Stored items
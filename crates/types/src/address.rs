//! 20-byte addresses derived from public keys.

use serde::{Deserialize, Serialize};
use sha2::{Digest, Sha256};
use std::fmt;
use std::str::FromStr;
use thiserror::Error;

use crate::namespace::Namespace;

/// Address length in bytes.
pub const ADDRESS_LENGTH: usize = 20;

/// A 20-byte address identifying an account or validator.
///
/// Addresses are a pure function of the public key and the namespace tag:
/// `SHA-256(tag || public_key)[..20]`. The tag keeps account and validator
/// addresses for the same key material disjoint.
#[derive(Clone, Copy, PartialEq, Eq, Hash)]
pub struct Address([u8; ADDRESS_LENGTH]);

impl Address {
    /// Derive the address for a public key under the given namespace.
    pub fn derive(namespace: Namespace, public_key: &[u8]) -> Self {
        let mut hasher = Sha256::new();
        hasher.update(namespace.tag());
        hasher.update(public_key);
        let digest = hasher.finalize();

        let mut bytes = [0u8; ADDRESS_LENGTH];
        bytes.copy_from_slice(&digest[..ADDRESS_LENGTH]);
        Self(bytes)
    }

    /// Create from raw bytes.
    pub fn from_bytes(bytes: [u8; ADDRESS_LENGTH]) -> Self {
        Self(bytes)
    }

    /// Get raw bytes.
    pub fn as_bytes(&self) -> &[u8; ADDRESS_LENGTH] {
        &self.0
    }

    /// Render as lowercase hex without a prefix, the form used in keyfile
    /// names and the envelope `address` field.
    pub fn to_hex(&self) -> String {
        hex::encode(self.0)
    }
}

impl fmt::Display for Address {
    fn fmt(&self, f: &mut fmt::Formatter<'_>) -> fmt::Result {
        write!(f, "{}", hex::encode(self.0))
    }
}

impl fmt::Debug for Address {
    fn fmt(&self, f: &mut fmt::Formatter<'_>) -> fmt::Result {
        write!(f, "Address({})", hex::encode(self.0))
    }
}

impl AsRef<[u8]> for Address {
    fn as_ref(&self) -> &[u8] {
        &self.0
    }
}

impl FromStr for Address {
    type Err = AddressError;

    fn from_str(s: &str) -> Result<Self, Self::Err> {
        let bytes = hex::decode(s).map_err(|e| AddressError::InvalidHex(e.to_string()))?;
        let bytes: [u8; ADDRESS_LENGTH] = bytes
            .try_into()
            .map_err(|b: Vec<u8>| AddressError::InvalidLength(b.len()))?;
        Ok(Self(bytes))
    }
}

impl Serialize for Address {
    fn serialize<S>(&self, serializer: S) -> Result<S::Ok, S::Error>
    where
        S: serde::Serializer,
    {
        serializer.serialize_str(&self.to_hex())
    }
}

impl<'de> Deserialize<'de> for Address {
    fn deserialize<D>(deserializer: D) -> Result<Self, D::Error>
    where
        D: serde::Deserializer<'de>,
    {
        let s = String::deserialize(deserializer)?;
        s.parse().map_err(serde::de::Error::custom)
    }
}

/// Errors parsing an address from its hex form.
#[derive(Debug, Error)]
pub enum AddressError {
    /// Input is not valid hex.
    #[error("invalid address hex: {0}")]
    InvalidHex(String),

    /// Decoded byte length is not [`ADDRESS_LENGTH`].
    #[error("invalid address length: expected {ADDRESS_LENGTH} bytes, got {0}")]
    InvalidLength(usize),
}

#[cfg(test)]
mod tests {
    use super::*;

    #[test]
    fn test_derive_deterministic() {
        let pubkey = [7u8; 32];
        let a1 = Address::derive(Namespace::Account, &pubkey);
        let a2 = Address::derive(Namespace::Account, &pubkey);
        assert_eq!(a1, a2);
    }

    #[test]
    fn test_namespace_separation() {
        let pubkey = [7u8; 32];
        let account = Address::derive(Namespace::Account, &pubkey);
        let validator = Address::derive(Namespace::Validator, &pubkey);
        assert_ne!(account, validator);
    }

    #[test]
    fn test_different_keys_different_addresses() {
        let a1 = Address::derive(Namespace::Account, &[1u8; 32]);
        let a2 = Address::derive(Namespace::Account, &[2u8; 32]);
        assert_ne!(a1, a2);
    }

    #[test]
    fn test_hex_roundtrip() {
        let addr = Address::derive(Namespace::Validator, &[42u8; 32]);
        let parsed: Address = addr.to_hex().parse().expect("parse");
        assert_eq!(parsed, addr);
        assert_eq!(Address::from_bytes(*addr.as_bytes()), addr);
    }

    #[test]
    fn test_hex_length() {
        let addr = Address::derive(Namespace::Account, &[0u8; 32]);
        assert_eq!(addr.to_hex().len(), ADDRESS_LENGTH * 2);
    }

    #[test]
    fn test_parse_rejects_bad_input() {
        assert!("zz".repeat(20).parse::<Address>().is_err());
        assert!("abcd".parse::<Address>().is_err());
    }

    #[test]
    fn test_serde_hex_string() {
        let addr = Address::derive(Namespace::Account, &[9u8; 32]);
        let json = serde_json::to_string(&addr).expect("serialize");
        assert_eq!(json, format!("\"{}\"", addr.to_hex()));

        let restored: Address = serde_json::from_str(&json).expect("deserialize");
        assert_eq!(restored, addr);
    }
}
//! The in-memory key entity.
//!
//! A [`Key`] bundles a keypair with the address it derives under a chosen
//! namespace. It is the only type that owns decrypted private key material;
//! the seed is zeroized when the Key is dropped. Key is deliberately not
//! `Clone`.

use rand::{CryptoRng, RngCore};

use palisade_types::{Address, Namespace};

use crate::ed25519::{Ed25519PublicKey, Ed25519SecretKey, Ed25519Signature, SEED_LENGTH};

/// A keypair plus its derived address.
pub struct Key {
    address: Address,
    namespace: Namespace,
    public_key: Ed25519PublicKey,
    secret_key: Ed25519SecretKey,
}

impl Key {
    /// Generate a fresh random key under the requested namespace.
    pub fn generate<R: CryptoRng + RngCore>(namespace: Namespace, rng: &mut R) -> Self {
        let secret_key = Ed25519SecretKey::generate(rng);
        Self::from_secret_key(secret_key, namespace)
    }

    /// Wrap an externally supplied seed under the requested namespace.
    ///
    /// No new randomness is consumed; the same seed and namespace always
    /// produce the same address.
    pub fn wrap(seed: [u8; SEED_LENGTH], namespace: Namespace) -> Self {
        Self::from_secret_key(Ed25519SecretKey::from_seed(seed), namespace)
    }

    fn from_secret_key(secret_key: Ed25519SecretKey, namespace: Namespace) -> Self {
        let public_key = secret_key.public_key();
        let address = Address::derive(namespace, &public_key.to_bytes());
        Self {
            address,
            namespace,
            public_key,
            secret_key,
        }
    }

    /// The derived address.
    pub fn address(&self) -> Address {
        self.address
    }

    /// The namespace the address was derived under.
    pub fn namespace(&self) -> Namespace {
        self.namespace
    }

    /// The public key.
    pub fn public_key(&self) -> &Ed25519PublicKey {
        &self.public_key
    }

    /// The secret key.
    pub fn secret_key(&self) -> &Ed25519SecretKey {
        &self.secret_key
    }

    /// Sign a message with this key.
    pub fn sign(&self, msg: &[u8]) -> Ed25519Signature {
        self.secret_key.sign(msg)
    }
}

impl std::fmt::Debug for Key {
    fn fmt(&self, f: &mut std::fmt::Formatter<'_>) -> std::fmt::Result {
        f.debug_struct("Key")
            .field("address", &self.address)
            .field("namespace", &self.namespace)
            .field("public_key", &self.public_key)
            .finish()
    }
}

§ **ABOUT THIS TASK**:
Using the entries, return every line where the word "json" can be found.

§ **EXERCISE ANSWER**:
        let json = serde_json::to_string(&addr).expect("serialize");
        assert_eq!(json, format!("\"{}\"", addr.to_hex()));
        let restored: Address = serde_json::from_str(&json).expect("deserialize");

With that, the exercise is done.